The State of Texas is a good place to be a contractor and building material supplier. The rights of these “mechanics” and “materialmen” to place liens upon real estate improved by their labor or materials arise not just from any statute, but from the Texas constitution itself. Article XVI, Section 37 of the Texas Constitution provides that “Mechanics, artisans and materialmen, of every class, shall have a lien upon the buildings and articles made or repaired by them for the value of their labor done thereon, or material furnished therefor; and the Legislature shall provide by law for the speedy and efficient enforcement of said liens.” The Texas Legislature followed its constitutional mandate with the mechanic’s lien laws in Title 5, Chapter 53 of the Texas Property Code.

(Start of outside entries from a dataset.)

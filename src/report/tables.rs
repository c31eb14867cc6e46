//! report::tables — fit tables, fit classification and CSV export.
//!
//! Purpose
//! -------
//! Hold per-item and per-subject fit results as labelled rows, classify
//! defined values against an acceptance band, and export the rows as CSV.
//!
//! Key behaviors
//! -------------
//! - A row whose statistic is undefined keeps the degenerate
//!   [`RaschError`] instead of a number, and exports as empty cells.
//! - [`FitBand`] maps a mean-square value to [`FitClass`]: below the band
//!   is overfit (too predictable), above it underfit (too noisy).
//!
//! Conventions
//! -----------
//! - Rows are keyed by the unique item or subject id; the label is for
//!   display only and may repeat (two students can share a username).
//! - CSV columns are `id,label,infit,outfit`, one row per item or subject,
//!   in matrix order.
use std::io::Write;

use csv::Writer;

use crate::rasch::{
    errors::{RaschError, RaschResult},
    fit::FitStatistics,
};

/// Acceptance band for mean-square fit values.
///
/// Default: `[0.7, 1.3]`.
#[derive(Debug, Clone, Copy, PartialEq)]
pub struct FitBand {
    pub lower: f64,
    pub upper: f64,
}

impl FitBand {
    /// # Errors
    /// [`RaschError::InvalidFitBand`] unless `0 <= lower < upper` with both
    /// ends finite.
    pub fn new(lower: f64, upper: f64) -> RaschResult<Self> {
        if !lower.is_finite() || !upper.is_finite() {
            return Err(RaschError::InvalidFitBand {
                lower,
                upper,
                reason: "Band ends must be finite.",
            });
        }
        if lower < 0.0 || lower >= upper {
            return Err(RaschError::InvalidFitBand {
                lower,
                upper,
                reason: "Band must satisfy 0 <= lower < upper.",
            });
        }
        Ok(Self { lower, upper })
    }

    /// Classify a mean-square value; band ends count as acceptable.
    pub fn classify(&self, value: f64) -> FitClass {
        if value < self.lower {
            FitClass::Overfit
        } else if value > self.upper {
            FitClass::Underfit
        } else {
            FitClass::Acceptable
        }
    }
}

impl Default for FitBand {
    fn default() -> Self {
        Self { lower: 0.7, upper: 1.3 }
    }
}

#[derive(Debug, Clone, Copy, PartialEq, Eq, Hash)]
pub enum FitClass {
    Overfit,
    Acceptable,
    Underfit,
}

/// Which axis a fit table summarizes.
#[derive(Debug, Clone, Copy, PartialEq, Eq)]
pub enum FitTableKind {
    Item,
    Person,
}

/// Fit result for one item or subject.
#[derive(Debug, Clone, PartialEq)]
pub struct FitRow {
    pub id: String,
    pub label: String,
    pub fit: Result<FitStatistics, RaschError>,
}

impl FitRow {
    /// `(infit class, outfit class)`, or `None` when the fit is undefined.
    pub fn classify(&self, band: &FitBand) -> Option<(FitClass, FitClass)> {
        self.fit.as_ref().ok().map(|f| (band.classify(f.infit()), band.classify(f.outfit())))
    }
}

/// Fit rows for every item or every subject of an analysis.
#[derive(Debug, Clone, PartialEq)]
pub struct FitTable {
    kind: FitTableKind,
    rows: Vec<FitRow>,
}

impl FitTable {
    pub fn new(kind: FitTableKind, rows: Vec<FitRow>) -> Self {
        Self { kind, rows }
    }

    pub fn kind(&self) -> FitTableKind {
        self.kind
    }

    pub fn rows(&self) -> &[FitRow] {
        &self.rows
    }

    pub fn get(&self, id: &str) -> Option<&FitRow> {
        self.rows.iter().find(|row| row.id == id)
    }

    /// `(id, statistics)` of rows whose fit is defined.
    pub fn defined(&self) -> impl Iterator<Item = (&str, &FitStatistics)> {
        self.rows.iter().filter_map(|row| Some((row.id.as_str(), row.fit.as_ref().ok()?)))
    }

    /// Ids of rows where infit or outfit falls outside `band`.
    pub fn misfitting(&self, band: &FitBand) -> Vec<&str> {
        self.rows
            .iter()
            .filter(|row| {
                row.classify(band).is_some_and(|(infit, outfit)| {
                    infit != FitClass::Acceptable || outfit != FitClass::Acceptable
                })
            })
            .map(|row| row.id.as_str())
            .collect()
    }

    /// Write `id,label,infit,outfit` rows; undefined statistics are empty.
    ///
    /// # Errors
    /// [`RaschError::Export`] if writing fails.
    pub fn write_csv<W: Write>(&self, sink: W) -> RaschResult<()> {
        let mut writer = Writer::from_writer(sink);
        writer.write_record(["id", "label", "infit", "outfit"])?;
        for row in &self.rows {
            let (infit, outfit) = match &row.fit {
                Ok(fit) => (fit.infit().to_string(), fit.outfit().to_string()),
                Err(_) => (String::new(), String::new()),
            };
            writer.write_record([
                row.id.as_str(),
                row.label.as_str(),
                infit.as_str(),
                outfit.as_str(),
            ])?;
        }
        writer.flush().map_err(|err| RaschError::Export { text: err.to_string() })
    }

    /// The CSV export as a string.
    pub fn to_csv_string(&self) -> RaschResult<String> {
        let mut buffer = Vec::new();
        self.write_csv(&mut buffer)?;
        String::from_utf8(buffer).map_err(|err| RaschError::Export { text: err.to_string() })
    }
}
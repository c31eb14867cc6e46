//! report — the reporting layer over the Rasch engine.
//!
//! Purpose
//! -------
//! Gather validated records, build the response matrix, run the engine and
//! return plain data for tables and plots. Nothing here renders.
//!
//! Key behaviors
//! -------------
//! - [`RaschAnalysis`] runs one pass and returns a [`RaschReport`].
//! - [`FitTable`] holds item or person fit rows and exports them as CSV.
//! - [`ProbabilityCache`] memoizes P(θ, b) for the duration of a pass.
//! - [`AnalysisOptions`] gathers the per-pass configuration.
//!
//! Conventions
//! -----------
//! - Undefined statistics are kept as degenerate `Err` cells so one
//!   uninformative item or subject never fails a whole report.
//! - Diagnostics go through the `log` facade; callers choose the logger.

pub mod analysis;
pub mod cache;
pub mod options;
pub mod tables;

// ---- Re-exports (primary public surface) ----------------------------------

pub use self::analysis::{
    HeatmapRow, ItemCurve, ItemPerformance, ObservedPoint, RaschAnalysis, RaschReport,
    SubjectAbility, SubjectProfile, SubjectTotals, SummaryMetrics, WrightKind, WrightPoint,
};
pub use self::cache::{DEFAULT_CACHE_CAPACITY, ProbabilityCache};
pub use self::options::AnalysisOptions;
pub use self::tables::{FitBand, FitClass, FitRow, FitTable, FitTableKind};

// ---- Optional convenience prelude for downstream crates -------------------

pub mod prelude {
    pub use super::analysis::{RaschAnalysis, RaschReport};
    pub use super::options::AnalysisOptions;
    pub use super::tables::{FitBand, FitTable};
}
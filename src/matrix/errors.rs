//! matrix::errors — record validation and matrix assembly failures.
//!
//! Purpose
//! -------
//! Report problems found at the data boundary: malformed loosely-typed
//! fields, duplicate or dangling identifiers, and shape disagreements
//! between matrices and the vectors aligned with them.
//!
//! Conventions
//! -----------
//! - Missing values (no difficulty, no stored ability, unanswered items)
//!   are *not* errors here; they become `None` cells.
//! - Messages name the offending record and field so a caller can point a
//!   user at the bad document.
//! - The reporting layer lifts these into
//!   [`RaschError::Matrix`](crate::rasch::errors::RaschError::Matrix).

pub type MatrixResult<T> = Result<T, MatrixError>;

#[derive(Debug, Clone, PartialEq, Eq)]
pub enum MatrixError {
    /// Two subject records share an identifier.
    DuplicateSubject { id: String },

    /// Two item records share an identifier.
    DuplicateItem { id: String },

    /// An attempt refers to a subject that has no record.
    UnknownSubject { id: String },

    /// A record identifier is empty or whitespace.
    EmptyIdentifier { what: &'static str },

    /// A loosely-typed field could not be interpreted.
    InvalidField { record: String, field: &'static str, text: String },

    /// A vector aligned with one matrix axis has the wrong length.
    LengthMismatch { expected: usize, found: usize, what: &'static str },

    /// Two matrices that must share a shape do not.
    ShapeMismatch { expected: (usize, usize), found: (usize, usize) },

    /// Unrecognised unanswered-item policy name.
    InvalidPolicy { name: String, reason: &'static str },
}

impl std::error::Error for MatrixError {}

impl std::fmt::Display for MatrixError {
    fn fmt(&self, f: &mut std::fmt::Formatter<'_>) -> std::fmt::Result {
        match self {
            MatrixError::DuplicateSubject { id } => write!(f, "Duplicate subject record {id:?}"),
            MatrixError::DuplicateItem { id } => write!(f, "Duplicate item record {id:?}"),
            MatrixError::UnknownSubject { id } => {
                write!(f, "Attempt refers to unknown subject {id:?}")
            }
            MatrixError::EmptyIdentifier { what } => write!(f, "Empty {what} identifier"),
            MatrixError::InvalidField { record, field, text } => {
                write!(f, "Invalid {field} in record {record:?}: {text}")
            }
            MatrixError::LengthMismatch { expected, found, what } => {
                write!(f, "Length mismatch for {what}: expected {expected}, found {found}")
            }
            MatrixError::ShapeMismatch { expected, found } => write!(
                f,
                "Shape mismatch: expected {}x{}, found {}x{}",
                expected.0, expected.1, found.0, found.1
            ),
            MatrixError::InvalidPolicy { name, reason } => {
                write!(f, "Invalid unanswered policy {name:?}: {reason}")
            }
        }
    }
}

Mechanic’s Liens Cloud the Property Owner’s Title, Which Can Induce the Property Owner to Pay the Contractor:
Mechanic’s lien laws are complex, can cloud title even without a lawsuit and associated lis pendens, and are quite favorable to the contractor or material supplier. Without the mechanic’s lien laws, a contractor wanting to assert rights to a mechanic’s lien would need to file a lawsuit in a Court with appropriate jurisdiction and file a lis pendens in the real property records for the county that the property is located in. This procedure is cost-prohibitive because the suit generally needs to be filed in a District Court because District Courts generally have exclusive jurisdiction over title disputes. See Escobar v. Garcia, 2014 Tex. App. LEXIS 5157, *3 (Tex. App.—Corpus Christi May 15, 2014, pet. denied). District Courts are the highest level of trial Courts in the State of Texas and tend to be the most burdensome and expensive Courts to litigate in from an attorney’s fees standpoint.

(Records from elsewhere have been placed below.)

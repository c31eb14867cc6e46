//! matrix::response_matrix — observed and expected subject × item matrices.
//!
//! Purpose
//! -------
//! Assemble validated records into a sparse response matrix aligned with
//! the subjects' stored abilities and the items' difficulties, and derive
//! the matching expected-probability matrix.
//!
//! Key behaviors
//! -------------
//! - Subjects keep their input order and are keyed by their unique id;
//!   display labels and groups ride along for reporting. Items are the
//!   sorted union of the item ids present in the subjects' first attempts.
//! - Only the first attempt of each subject is used.
//! - A cell is scored by comparing the trimmed answer with the trimmed
//!   answer key. Unanswered or absent answers follow [`UnansweredPolicy`].
//! - Expected cells are defined only where both θ and b are known.
//!
//! Invariants & assumptions
//! ------------------------
//! - `cells`, `abilities` and `difficulties` always agree in shape with the
//!   subject and item axes.
//! - Missing data is `None`, never 0 and never 0.5, in both matrices.
//! - Cells of items with no record or no answer key cannot be scored and
//!   stay `None` under every policy.
//!
//! Conventions
//! -----------
//! - Row index = subject, column index = item.
//! - Pair extraction drops any cell where either side is `None`, so the
//!   vectors handed to `infit_outfit` are aligned and complete.
//!
//! Testing notes
//! -------------
//! - Unit tests cover axis ordering, first-attempt selection, both
//!   unanswered policies, undefined expected cells and pair extraction.
use std::collections::{BTreeSet, HashMap, HashSet};

use ndarray::Array2;

use crate::{
    matrix::{
        errors::{MatrixError, MatrixResult},
        records::{AnswerCode, AttemptRecord, ItemRecord, StudentRecord},
    },
    rasch::{
        probability::probability,
        response::{Response, scores},
    },
};

/// How an item without a usable answer is scored.
#[derive(Debug, Clone, Copy, PartialEq, Eq, Default)]
pub enum UnansweredPolicy {
    /// Leave the cell missing.
    #[default]
    Exclude,
    /// Score the cell as incorrect.
    ScoreIncorrect,
}

impl std::str::FromStr for UnansweredPolicy {
    type Err = MatrixError;

    fn from_str(s: &str) -> Result<Self, Self::Err> {
        match s.to_lowercase().replace(['-', ' '], "_").as_str() {
            "exclude" => Ok(UnansweredPolicy::Exclude),
            "score_incorrect" => Ok(UnansweredPolicy::ScoreIncorrect),
            _ => Err(MatrixError::InvalidPolicy {
                name: s.to_string(),
                reason: "Valid options are case insensitive 'exclude' or 'score_incorrect'.",
            }),
        }
    }
}

/// Observed responses with the abilities and difficulties aligned to them.
#[derive(Debug, Clone, PartialEq)]
pub struct ResponseMatrix {
    subjects: Vec<String>,
    labels: Vec<String>,
    groups: Vec<Option<String>>,
    items: Vec<String>,
    abilities: Vec<Option<f64>>,
    difficulties: Vec<Option<f64>>,
    cells: Array2<Option<Response>>,
}
impl RaschAnalysis {
    /// # Errors
    /// [`RaschError::InvalidCacheCapacity`](crate::rasch::errors::RaschError::InvalidCacheCapacity)
    /// if the configured capacity is 0.
    pub fn new(options: AnalysisOptions) -> RaschResult<Self> {
        let cache = ProbabilityCache::new(options.cache_capacity)?;
        Ok(Self { options, cache })
    }

    pub fn options(&self) -> &AnalysisOptions {
        &self.options
    }

    pub fn cache(&self) -> &ProbabilityCache {
        &self.cache
    }

    /// Build the response matrix from records and analyse it.
    ///
    /// # Errors
    /// - [`RaschError::Matrix`](crate::rasch::errors::RaschError::Matrix) for
    ///   inconsistent records.
    /// - Any non-degenerate engine error.
    pub fn run(
        &mut self, students: &[StudentRecord], items: &[ItemRecord], attempts: &[AttemptRecord],
    ) -> RaschResult<RaschReport> {
        let matrix =
            ResponseMatrix::from_records(students, items, attempts, self.options.unanswered)?;
        self.run_matrix(matrix)
    }

    /// Analyse an already-built response matrix.
    pub fn run_matrix(&mut self, matrix: ResponseMatrix) -> RaschResult<RaschReport> {
        self.cache.invalidate();
        log::debug!(
            "Rasch analysis over {} subjects x {} items",
            matrix.n_subjects(),
            matrix.n_items()
        );

        let cache = &mut self.cache;
        let expected = matrix.expected_with(|theta, b| cache.get_or_compute(theta, b));

        let summary = summarize(&matrix)?;
        let item_fit = item_fit_table(&matrix, &expected)?;
        let person_fit = person_fit_table(&matrix, &expected)?;
        let abilities = self.reestimate(&matrix)?;
        let curves = self.curves(&matrix)?;
        let wright_map = wright_map(&matrix);
        let heatmap = heatmap(&matrix, self.options.min_ability);
        let item_performance = item_performance(&matrix);
        let subject_totals = subject_totals(&matrix);

        log::debug!(
            "Probability cache: {} hits, {} misses",
            self.cache.hits(),
            self.cache.misses()
        );

        Ok(RaschReport {
            matrix,
            summary,
            item_fit,
            person_fit,
            abilities,
            curves,
            wright_map,
            heatmap,
            item_performance,
            subject_totals,
        })
    }

    // ---- Helper Methods ----

    fn reestimate(&self, matrix: &ResponseMatrix) -> RaschResult<Vec<SubjectAbility>> {
        (0..matrix.n_subjects())
            .map(|row| {
                let subject = matrix.subjects()[row].clone();
                let (responses, difficulties) = matrix.subject_responses(row);
                let estimate = keep_degenerate(estimate_ability(
                    &responses,
                    &difficulties,
                    &self.options.estimator,
                ))?;
                if let Ok(AbilityEstimate::NotConverged(reason)) = &estimate {
                    log::warn!("Ability of subject {subject:?} did not converge: {reason:?}");
                }
                let standard_error = estimate
                    .as_ref()
                    .ok()
                    .and_then(AbilityEstimate::theta)
                    .and_then(|theta| standard_error(theta, &difficulties).ok());
                Ok(SubjectAbility {
                    subject,
                    label: matrix.labels()[row].clone(),
                    stored: matrix.abilities()[row],
                    estimate,
                    standard_error,
                })
            })
            .collect()
    }

    fn curves(&self, matrix: &ResponseMatrix) -> RaschResult<Vec<ItemCurve>> {
        let mut curves = Vec::with_capacity(matrix.n_items());
        for (col, item) in matrix.items().iter().enumerate() {
            let difficulty = matrix.difficulties()[col];
            let points = match difficulty {
                Some(b) => Some(item_characteristic_curve(b, &self.options.curve)?),
                None => None,
            };
            let observed = matrix
                .subjects()
                .iter()
                .zip(matrix.abilities())
                .enumerate()
                .filter_map(|(row, (subject, theta))| {
                    Some(ObservedPoint {
                        subject: subject.clone(),
                        theta: (*theta)?,
                        score: matrix.get(row, col)?.score(),
                    })
                })
                .collect();
            curves.push(ItemCurve { item: item.clone(), difficulty, points, observed });
        }
        Ok(curves)
    }
}

/// Store degenerate outcomes as values; propagate everything else.
fn keep_degenerate<T>(result: RaschResult<T>) -> RaschResult<RaschResult<T>> {
    match result {
        Err(err) if !err.is_degenerate() => Err(err),
        other => Ok(other),
    }
}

Corporations and Limited Liability Companies Must Have an Attorney in Court. To cloud title through a lis pendens, a contractor would need to hire an attorney unless the contractor has not incorporated his business. Only a contractor doing business as a sole proprietor may represent himself in District Court on a pro se basis, or in other words, without an attorney. Corporations and other legal entities may not appear in court without an attorney, even if the company is owned and operated by a single person. See Wuxi Taihu Tractor Co. v. York Grp., Inc., No. 01-13-00016-CV, 2014 Tex. App. LEXIS 12888, at *21, 2014 WL 6792019 (App.—Houston [1st Dist.] Dec. 2, 2014); Kunstoplast of Am. v. Formosa Plastics Corp., USA, 937 S.W.2d 455, 456 (Tex. 1996); Marin v. Gilberg, No. V-07-62, 2008 U.S. Dist. LEXIS 53341, at *8 (S.D. Tex. 2008).
A lis pendens is a notice of pending lawsuit that is filed publicly in the real property deed records of the county in which the property is located. The lis pendens must be indexed under the name of each party to the proceeding so that it shows up in a title search performed by an attorney or title company. The lis pendens generally has the effect of putting the world on notice of the claim and of subordinating any future unrecorded claims to the claim recorded in the lis pendens. See Tex. Prop. Code § 12.007 (2015).

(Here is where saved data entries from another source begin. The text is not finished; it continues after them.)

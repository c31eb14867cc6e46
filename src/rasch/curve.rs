//! rasch::curve — item characteristic curves.
//!
//! Purpose
//! -------
//! Sample P(θ, b) for one item over an evenly spaced ability grid, giving
//! the points a plotting layer draws as the item characteristic curve
//! (ICC).
//!
//! Invariants & assumptions
//! ------------------------
//! - The grid has exactly `points` values and includes both ends.
//! - Probabilities along the grid are strictly increasing and equal 0.5
//!   where the grid crosses θ = b.
//!
//! Conventions
//! -----------
//! - The default grid is 100 points over [-4, 4] logits.
use ndarray::Array1;

use crate::rasch::{
    errors::{RaschError, RaschResult},
    probability::probability,
    validation::validate_finite,
};

/// Ability grid for ICC sampling.
#[derive(Debug, Clone, Copy, PartialEq)]
pub struct CurveOptions {
    pub lower: f64,
    pub upper: f64,
    pub points: usize,
}

impl CurveOptions {
    /// Construct a validated grid.
    ///
    /// # Errors
    /// [`RaschError::InvalidCurve`] unless both ends are finite,
    /// `lower < upper` and `points >= 2`.
    pub fn new(lower: f64, upper: f64, points: usize) -> RaschResult<Self> {
        if !lower.is_finite() || !upper.is_finite() {
            return Err(RaschError::InvalidCurve {
                lower,
                upper,
                points,
                reason: "Range ends must be finite.",
            });
        }
        if lower >= upper {
            return Err(RaschError::InvalidCurve {
                lower,
                upper,
                points,
                reason: "Lower end must be strictly below upper end.",
            });
        }
        if points < 2 {
            return Err(RaschError::InvalidCurve {
                lower,
                upper,
                points,
                reason: "A curve needs at least two points.",
            });
        }
        Ok(Self { lower, upper, points })
    }

    /// The evenly spaced ability values of this grid.
    pub fn grid(&self) -> Array1<f64> {
        Array1::linspace(self.lower, self.upper, self.points)
    }
}

impl Default for CurveOptions {
    fn default() -> Self {
        Self { lower: -4.0, upper: 4.0, points: 100 }
    }
}

/// One sampled point of an ICC.
#[derive(Debug, Clone, Copy, PartialEq)]
pub struct CurvePoint {
    pub theta: f64,
    pub probability: f64,
}

/// Sample the ICC of an item with difficulty `difficulty`.
///
/// # Errors
/// [`RaschError::NonFiniteValue`] if `difficulty` is not finite.
///
/// ```rust
/// use rust_rasch::rasch::curve::{item_characteristic_curve, CurveOptions};
///
/// let opts = CurveOptions::new(-1.0, 1.0, 3)?;
/// let curve = item_characteristic_curve(0.0, &opts)?;
/// assert_eq!(curve[1].probability, 0.5);
/// # Ok::<(), rust_rasch::rasch::errors::RaschError>(())
/// ```
pub fn item_characteristic_curve(
    difficulty: f64, opts: &CurveOptions,
) -> RaschResult<Vec<CurvePoint>> {
    validate_finite(&[difficulty])?;
    Ok(opts
        .grid()
        .iter()
        .map(|&theta| CurvePoint { theta, probability: probability(theta, difficulty) })
        .collect())
}

#[cfg(test)]
mod tests {
    use super::*;
    use approx::assert_abs_diff_eq;

    #[test]
    // Purpose
    // -------
    // The default grid matches the dashboard convention and the curve is
    // monotone.
    //
    // Given
    // -----
    // - Default options, b = 0.8.
    //
    // Expect
    // ------
    // - 100 points from -4 to 4, strictly increasing probabilities.
    fn item_characteristic_curve_default_grid_is_monotone() {
        // Act
        let curve = item_characteristic_curve(0.8, &CurveOptions::default()).expect("finite");

        // Assert
        assert_eq!(curve.len(), 100);
        assert_abs_diff_eq!(curve[0].theta, -4.0, epsilon = 1e-12);
        assert_abs_diff_eq!(curve[99].theta, 4.0, epsilon = 1e-12);
        for pair in curve.windows(2) {
            assert!(pair[0].theta < pair[1].theta);
            assert!(pair[0].probability < pair[1].probability);
        }
    }

    #[test]
    fn curve_options_reject_invalid_grids() {
        assert!(matches!(CurveOptions::new(1.0, -1.0, 10), Err(RaschError::InvalidCurve { .. })));
        assert!(matches!(CurveOptions::new(-1.0, 1.0, 1), Err(RaschError::InvalidCurve { .. })));
        assert!(matches!(
            CurveOptions::new(f64::NEG_INFINITY, 1.0, 10),
            Err(RaschError::InvalidCurve { .. })
        ));
        assert!(matches!(
            item_characteristic_curve(f64::NAN, &CurveOptions::default()),
            Err(RaschError::NonFiniteValue { .. })
        ));
    }
}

Consequently, a contractor seeking to cloud title to real property, without the protections of the mechanic’s lien laws, would need to hire an attorney, file a District Court lawsuit, draft and file a proper lis pendens, and complete service of the foregoing using a private process server. For attorneys, lawsuits can be like marriages—easy to get in, hard to get out. Any attorney who makes an appearance as lead counsel under Tex. R. Civ. P. 8 must be “responsible for the suit” until such attorney withdraws from the case. Making an appearance is as simple as appearing in court on behalf of someone or filing any written document with the court. Withdrawing from the suit, on the other hand, is much more time-consuming. The attorney wanting to withdraw must follow Tex. R. Civ. P. 10, which requires the attorney to (1) show good cause, (2) submit a written motion to the court, (3) prove that the withdrawal is not sought for delay only, (4) deliver a copy of the written motion to the client, (5) notify the client in writing of the client’s right to object to the motion, (6) find out whether the client is opposed to the motion or not, (7) state the client’s last known address and (8) list all pending settings and deadlines. Moreover, the court can impose conditions before granting leave to withdraw. Finally, the notice to the client must be made by regular and certified mail.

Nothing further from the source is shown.